In an act of fairly unsurprising (given the time) injustice to its co-author, John Stuart Mill’s essay On Liberty was originally published without listing his wife’s contribution. This was only corrected decades later. So I guess credit for the ideas ‘On Liberty’ but perhaps just as well it wasn’t ‘On Fairness’. Ok, it was and has been for some time unfair and unacceptable that female authors did not have their fair share of acclaim and credit. In fairness to Mill, he acknowledged his wife’s contribution, but the publishers had other ideas. Historically, convention dictated how publishers worked and societal norms gradually evolved to something much more enlightened. That to one side, my thinking, such as it is today, is less on the gender inequality issue and more on Liberty, the subject of the essay.Mill’s thinking on Liberty has been highly influential. Don’t worry dear reader, I am not about to burden you with a pocket history of the thinking around Mill, but he is grappling with a pretty fundamental issue. How does the individual regulate themselves within the context of the group? Indeed, more pressingly for Mill is the question of how the group regulates itself such that the individual is free? So, an individual should be able to think freely, to be free to act so long as their action does not harm others and they should be free to belong to groups or associations (again, as long as the members of such groups are free in choosing to belong). You will no doubt be familiar with Mill’s concern that the individual should be guarded from suffering the tyranny of the majority. Again, he is looking at how the ‘group’, society, etc (call it what you will) may agree on a course of action; but while agreed by the collective, may still be wrong. At this point, I'm betting all the utilitarians are pointing fingers saying don’t have a pop at us, we are just trying our best.

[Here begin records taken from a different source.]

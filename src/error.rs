//! Errors reported by the anchor service.

use std::time::Duration;

use thiserror::Error;

use crate::anchor::AnchorId;
use crate::localization::LocalizationState;

#[derive(Debug, Clone, PartialEq, Eq, Error)]
pub enum AnchorError {
    #[error("no anchor with identifier {0} exists")]
    NotFound(AnchorId),

    #[error("must supply at least one pose to create an anchor for")]
    EmptyPoses,

    #[error("must supply at least one payload to restore an anchor from")]
    EmptyPayloads,

    #[error("must localize before creating anchors (state is {0:?})")]
    NotLocalized(LocalizationState),

    #[error("anchor service has been disposed")]
    Disposed,

    #[error("timed out after {waited:?} waiting for localization state {target:?}")]
    RestartTimedOut {
        target: LocalizationState,
        waited: Duration,
    },
}

pub type Result<T> = std::result::Result<T, AnchorError>;
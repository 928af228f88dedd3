//! File loading and saving over the mmap backing.

use std::io::Write;

use core_text::{Buffer, Temperature};
use tempfile::NamedTempFile;

fn write_file(content: &[u8]) -> NamedTempFile {
    let mut f = NamedTempFile::new().expect("temp file");
    f.write_all(content).expect("write");
    f.flush().expect("flush");
    f
}

#[test]
fn open_indexes_lines_cold() {
    let f = write_file(b"one\ntwo\nthree\n");
    let buf = Buffer::open(f.path()).unwrap();
    assert_eq!(buf.line_count(), 3);
    for row in 0..3 {
        assert_eq!(buf.line(row).unwrap().temperature(), Temperature::Cold);
        assert_eq!(buf.line(row).unwrap().len(), 0);
    }
    assert_eq!(buf.store().row_text(1).unwrap().unwrap(), "two");
    assert_eq!(buf.line(1).unwrap().temperature(), Temperature::Warm);
}

#[test]
fn open_strips_carriage_returns() {
    let f = write_file(b"a\r\nb\r\nc");
    let buf = Buffer::open(f.path()).unwrap();
    assert_eq!(buf.line_count(), 3);
    assert_eq!(buf.store().row_text(0).unwrap().unwrap(), "a");
    assert_eq!(buf.store().row_text(2).unwrap().unwrap(), "c");
}

#[test]
fn open_missing_file_yields_named_empty_buffer() {
    let dir = tempfile::tempdir().unwrap();
    let path = dir.path().join("does-not-exist.txt");
    let buf = Buffer::open(&path).unwrap();
    assert_eq!(buf.line_count(), 0);
    assert_eq!(buf.file_name.as_deref(), Some(path.as_path()));
}

#[test]
fn empty_file_yields_zero_lines() {
    let f = write_file(b"");
    let buf = Buffer::open(f.path()).unwrap();
    assert_eq!(buf.line_count(), 0);
}

#[test]
fn load_save_load_roundtrips() {
    let f = write_file(b"alpha\nbeta\r\ngamma");
    let mut buf = Buffer::open(f.path()).unwrap();
    buf.save().unwrap();
    let again = Buffer::open(f.path()).unwrap();
    assert_eq!(again.line_count(), 3);
    for row in 0..3 {
        assert_eq!(
            buf.store().row_text(row).unwrap(),
            again.store().row_text(row).unwrap()
        );
    }
    // Saved files always end in a final newline; \r\n was canonicalised.
    let bytes = std::fs::read(f.path()).unwrap();
    assert_eq!(bytes, b"alpha\nbeta\ngamma\n");
}

#[test]
fn save_clears_modified_and_persists_edits() {
    let f = write_file(b"hello\n");
    let mut buf = Buffer::open(f.path()).unwrap();
    buf.append_cell(0, '!').unwrap();
    assert!(buf.modified);
    buf.save().unwrap();
    assert!(!buf.modified);
    assert_eq!(std::fs::read(f.path()).unwrap(), b"hello!\n");
}

#[test]
fn invalid_utf8_loads_as_replacement() {
    let f = write_file(&[b'a', 0xC3, b'\n']);
    let buf = Buffer::open(f.path()).unwrap();
    assert_eq!(buf.store().row_text(0).unwrap().unwrap(), "a\u{fffd}");
}

#[test]
fn snapshot_copies_contents() {
    let f = write_file(b"one\ntwo\n");
    let buf = Buffer::open(f.path()).unwrap();
    let snap = buf.snapshot("swap".into()).unwrap();
    assert_eq!(snap.lines, vec!["one".to_string(), "two".to_string()]);
}

#[test]
fn from_bytes_creates_hot_lines() {
    let buf = Buffer::from_bytes(b"x\ny\n").unwrap();
    assert_eq!(buf.line_count(), 2);
    assert_eq!(buf.line(0).unwrap().temperature(), Temperature::Hot);
    assert_eq!(buf.line(1).unwrap().temperature(), Temperature::Hot);
}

The debate Mill engages with is current, contemporary and not an outmoded historical political science or moral philosophical parlour game. In considering what makes us free, we might well think it is about the potential to act or is it about capacity. OK, there are clear examples of this. I can choose where to walk and what to do. There will be consequences of both, but I am free to do them. Suppose I throw a curve ball and ask you reader to consider the limit of that capacity. Before I decide to act, there is a thought process. What forms that process? What are the mechanics of my thinking? How am I doing it and what criteria or considerations am I using to make such decisions?
Is our thinking limited? Our capacity to reason is contained within a paradigm; or as Durkheim put it - context conditions consciousness. If this is the case, then how do I consider myself free if my thinking is constrained by my context? Remember reader the problem of Mrs Mill at the outset. How did right minded intelligent publishers think it appropriate or acceptable to disregard her contribution? Why was Jane Austen so revolutionary or Mary Wolstonecroft? Mill recognises the development of societies and accepts that so called underdeveloped societies needed and accepted benign dictators who knew better. This is a paternalism that we have outgrown, but do we need to think about the corrective we have in place to avoid the tyranny of ‘group think’, the tyranny not of the majority per se but of the prevailing zeitgeist, the prevailing opinion?
Our children need the capacity to see through the can’t of debate and the critical thoughtfulness to understand a reasonably held position from cosmetic posturing. They need the critical awareness not only to justify sources in school but in life. The fact checking that academic study requires and the evidence filtering is the stuff of modern living as we challenge the limits of the thinkable. All of this is required if we are to live authentically, to broaden our realm of the thinkable, the better to think not only on but with liberty.